Problem description — Return all lines below containing the word "overrides".

Record set —
-*-*-

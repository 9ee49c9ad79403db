use clap::Args;
use std::path::PathBuf;
use std::time::Duration;

use super::LoggingConfig;
use crate::config::{parse_duration, Settings};
use crate::render::RenderMode;

/// Arguments of the `serve` subcommand. Every flag overrides the matching
/// configuration setting when given.
#[derive(Debug, Args)]
pub struct ServeCommand {
    /// Unix socket path, `unix:///path` or `tcp://host:port` to listen on
    #[arg(long, value_name = "PATH", env = "PIPELINE_INSPECTOR_SOCKET")]
    pub socket_path: Option<String>,

    /// Output format
    #[arg(long, value_enum)]
    pub format: Option<RenderMode>,

    /// Maximum inbound message size in bytes [default: 4194304]
    #[arg(long, value_name = "BYTES", env = "MAX_RECV_MSG_SIZE")]
    pub max_recv_msg_size: Option<usize>,

    /// Time allowed for in-flight calls on shutdown, e.g. 500ms, 5s, 1m [default: 5s]
    #[arg(long, value_name = "DURATION", env = "SHUTDOWN_TIMEOUT", value_parser = parse_duration)]
    pub shutdown_timeout: Option<Duration>,

    /// Path to configuration file
    #[arg(long, short)]
    pub config: Option<PathBuf>,

    #[command(flatten)]
    pub logging: LoggingConfig,
}

impl ServeCommand {
    /// Overlay the flags on `settings`.
    pub fn apply_to(&self, settings: &mut Settings) {
        if let Some(address) = &self.socket_path {
            settings.server.address = address.clone();
        }
        if let Some(format) = self.format {
            settings.output.format = format;
        }
        if let Some(size) = self.max_recv_msg_size {
            settings.server.max_recv_msg_size = size;
        }
        if let Some(timeout) = self.shutdown_timeout {
            settings.server.shutdown_timeout = timeout;
        }
        if self.logging.debug {
            settings.debug = true;
        }
    }
}
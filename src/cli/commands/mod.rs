pub mod config;
pub mod serve;

pub use config::{ConfigCommand, LoggingConfig};
pub use serve::ServeCommand;

use clap::Subcommand;

#[derive(Subcommand)]
pub enum Commands {
    /// Start the Pipeline Inspector listener
    Serve(ServeCommand),
    /// Print the effective configuration
    Config(ConfigCommand),
}

impl Commands {
    pub fn logging(&self) -> &LoggingConfig {
        match self {
            Commands::Serve(cmd) => &cmd.logging,
            Commands::Config(cmd) => &cmd.logging,
        }
    }

    pub fn config_path(&self) -> Option<&std::path::Path> {
        match self {
            Commands::Serve(cmd) => cmd.config.as_deref(),
            Commands::Config(cmd) => cmd.config.as_deref(),
        }
    }
}
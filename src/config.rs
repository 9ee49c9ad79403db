//! Configuration management for the Pipeline Inspector.
//!
//! Settings are layered, later sources overriding earlier ones:
//! 1. Default configuration (embedded in binary)
//! 2. System-wide configuration file (`/etc/pipeline-inspector/config.toml`)
//! 3. User-specified configuration file (`--config`)
//! 4. Environment variables (`PIPELINE_INSPECTOR__SERVER__ADDRESS`, ...)
//! 5. Command-line arguments
//!
//! Command-line overrides are applied by the CLI on the loaded [`Settings`].

use serde::{Deserialize, Deserializer, Serialize, Serializer};
use std::path::Path;
use std::time::Duration;

use crate::error::{Error, Result};
use crate::listener::{ListenAddress, ListenerConfig};
use crate::render::RenderMode;

const SYSTEM_CONFIG: &str = "/etc/pipeline-inspector/config.toml";
const ENV_PREFIX: &str = "PIPELINE_INSPECTOR";

/// Effective configuration.
#[derive(Debug, Clone, Serialize, Deserialize)]
pub struct Settings {
    /// Debug logging
    #[serde(default)]
    pub debug: bool,
    pub server: ServerSettings,
    pub output: OutputSettings,
}

/// Listener configuration
#[derive(Debug, Clone, Serialize, Deserialize)]
pub struct ServerSettings {
    /// Socket path or `tcp://host:port`
    pub address: String,
    /// Maximum inbound message size in bytes
    pub max_recv_msg_size: usize,
    /// Time allowed for in-flight calls on shutdown
    #[serde(
        deserialize_with = "deserialize_duration",
        serialize_with = "serialize_duration"
    )]
    pub shutdown_timeout: Duration,
}

/// Output configuration
#[derive(Debug, Clone, Serialize, Deserialize)]
pub struct OutputSettings {
    #[serde(default)]
    pub format: RenderMode,
}

impl Settings {
    /// Load configuration from the default, system, user and environment
    /// sources.
    pub fn load(config_path: Option<&Path>) -> Result<Self> {
        let mut builder = config::Config::builder()
            .add_source(config::File::from_str(
                include_str!("../config/default.toml"),
                config::FileFormat::Toml,
            ))
            .add_source(config::File::with_name(SYSTEM_CONFIG).required(false));

        if let Some(path) = config_path {
            builder = builder.add_source(config::File::from(path));
        }

        builder = builder.add_source(
            config::Environment::with_prefix(ENV_PREFIX)
                .separator("__")
                .try_parsing(true),
        );

        let settings = builder.build()?.try_deserialize()?;
        Ok(settings)
    }

    /// Listener configuration derived from the server section.
    pub fn listener_config(&self) -> Result<ListenerConfig> {
        let address: ListenAddress = self.server.address.parse()?;
        if self.server.max_recv_msg_size == 0 {
            return Err(Error::Config(
                "server.max_recv_msg_size must be greater than zero".to_string(),
            ));
        }
        Ok(ListenerConfig {
            address,
            max_recv_msg_size: self.server.max_recv_msg_size,
            shutdown_timeout: self.server.shutdown_timeout,
        })
    }
}

/// Parse durations like `500ms`, `5s`, `1m` or a bare number of seconds.
pub fn parse_duration(s: &str) -> std::result::Result<Duration, String> {
    let s = s.trim();
    let split = s
        .find(|c: char| !c.is_ascii_digit())
        .unwrap_or(s.len());
    let (digits, unit) = s.split_at(split);
    if digits.is_empty() {
        return Err(format!("invalid duration '{}'", s));
    }
    let value: u64 = digits
        .parse()
        .map_err(|e| format!("invalid duration '{}': {}", s, e))?;
    match unit.trim() {
        "" | "s" => Ok(Duration::from_secs(value)),
        "ms" => Ok(Duration::from_millis(value)),
        "m" => value
            .checked_mul(60)
            .map(Duration::from_secs)
            .ok_or_else(|| format!("invalid duration '{}': out of range", s)),
        other => Err(format!("invalid duration '{}': unknown unit '{}'", s, other)),
    }
}

/// Inverse of [`parse_duration`] for whole seconds and milliseconds.
pub fn format_duration(d: Duration) -> String {
    if d.subsec_millis() == 0 {
        format!("{}s", d.as_secs())
    } else {
        format!("{}ms", d.as_millis())
    }
}

fn deserialize_duration<'de, D>(deserializer: D) -> std::result::Result<Duration, D::Error>
where
    D: Deserializer<'de>,
{
    #[derive(Deserialize)]
    #[serde(untagged)]
    enum Raw {
        Seconds(u64),
        Text(String),
    }

    match Raw::deserialize(deserializer)? {
        Raw::Seconds(secs) => Ok(Duration::from_secs(secs)),
        Raw::Text(text) => parse_duration(&text).map_err(serde::de::Error::custom),
    }
}

fn serialize_duration<S>(d: &Duration, serializer: S) -> std::result::Result<S::Ok, S::Error>
where
    S: Serializer,
{
    serializer.serialize_str(&format_duration(*d))
}
//! Listener lifecycle state.
//!
//! A [`Lifecycle`] publishes the listener's current [`ListenerState`] over a
//! watch channel. The listener drives the transitions; the event service
//! watches for [`ListenerState::Stopped`] so calls still waiting on the sink
//! can be abandoned after a forced stop.
//!
//! ```text
//! Idle -> Bound -> Serving -> Draining -> Stopped
//! ```

use std::fmt;
use std::sync::Arc;

use tokio::sync::watch;
use tracing::debug;

/// States of the listener.
#[derive(Debug, Clone, Copy, PartialEq, Eq, PartialOrd, Ord)]
pub enum ListenerState {
    /// Created, no socket yet
    Idle,
    /// Socket established
    Bound,
    /// Accepting and dispatching calls
    Serving,
    /// No longer accepting, waiting for in-flight calls
    Draining,
    /// Terminal
    Stopped,
}

impl fmt::Display for ListenerState {
    fn fmt(&self, f: &mut fmt::Formatter<'_>) -> fmt::Result {
        let name = match self {
            ListenerState::Idle => "idle",
            ListenerState::Bound => "bound",
            ListenerState::Serving => "serving",
            ListenerState::Draining => "draining",
            ListenerState::Stopped => "stopped",
        };
        f.write_str(name)
    }
}

/// Shared handle to a listener's state.
#[derive(Clone)]
pub struct Lifecycle {
    state_tx: Arc<watch::Sender<ListenerState>>,
}

impl Lifecycle {
    pub fn new() -> Self {
        let (state_tx, _) = watch::channel(ListenerState::Idle);
        Self {
            state_tx: Arc::new(state_tx),
        }
    }

    /// Current state.
    pub fn state(&self) -> ListenerState {
        *self.state_tx.borrow()
    }

    /// Receiver notified on every transition.
    pub fn subscribe(&self) -> watch::Receiver<ListenerState> {
        self.state_tx.subscribe()
    }

    /// Move to `next`. States only move forward; a request to go back is
    /// ignored.
    pub fn transition(&self, next: ListenerState) {
        let mut previous = next;
        let changed = self.state_tx.send_if_modified(|state| {
            previous = *state;
            if next > *state {
                *state = next;
                true
            } else {
                false
            }
        });
        if changed {
            debug!(from = %previous, to = %next, "Listener state changed");
        }
    }

    /// Resolves once the listener reaches [`ListenerState::Stopped`].
    pub async fn stopped(&self) {
        let mut rx = self.subscribe();
        let reached = rx
            .wait_for(|state| *state == ListenerState::Stopped)
            .await
            .is_ok();
        if !reached {
            // Unreachable while `self` holds the sender.
            std::future::pending::<()>().await;
        }
    }
}

impl Default for Lifecycle {
    fn default() -> Self {
        Self::new()
    }
}

impl fmt::Debug for Lifecycle {
    fn fmt(&self, f: &mut fmt::Formatter<'_>) -> fmt::Result {
        f.debug_struct("Lifecycle")
            .field("state", &self.state())
            .finish()
    }
}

-*-*-

The answer —
/// Arguments of the `serve` subcommand. Every flag overrides the matching
//! Command-line overrides are applied by the CLI on the loaded [`Settings`].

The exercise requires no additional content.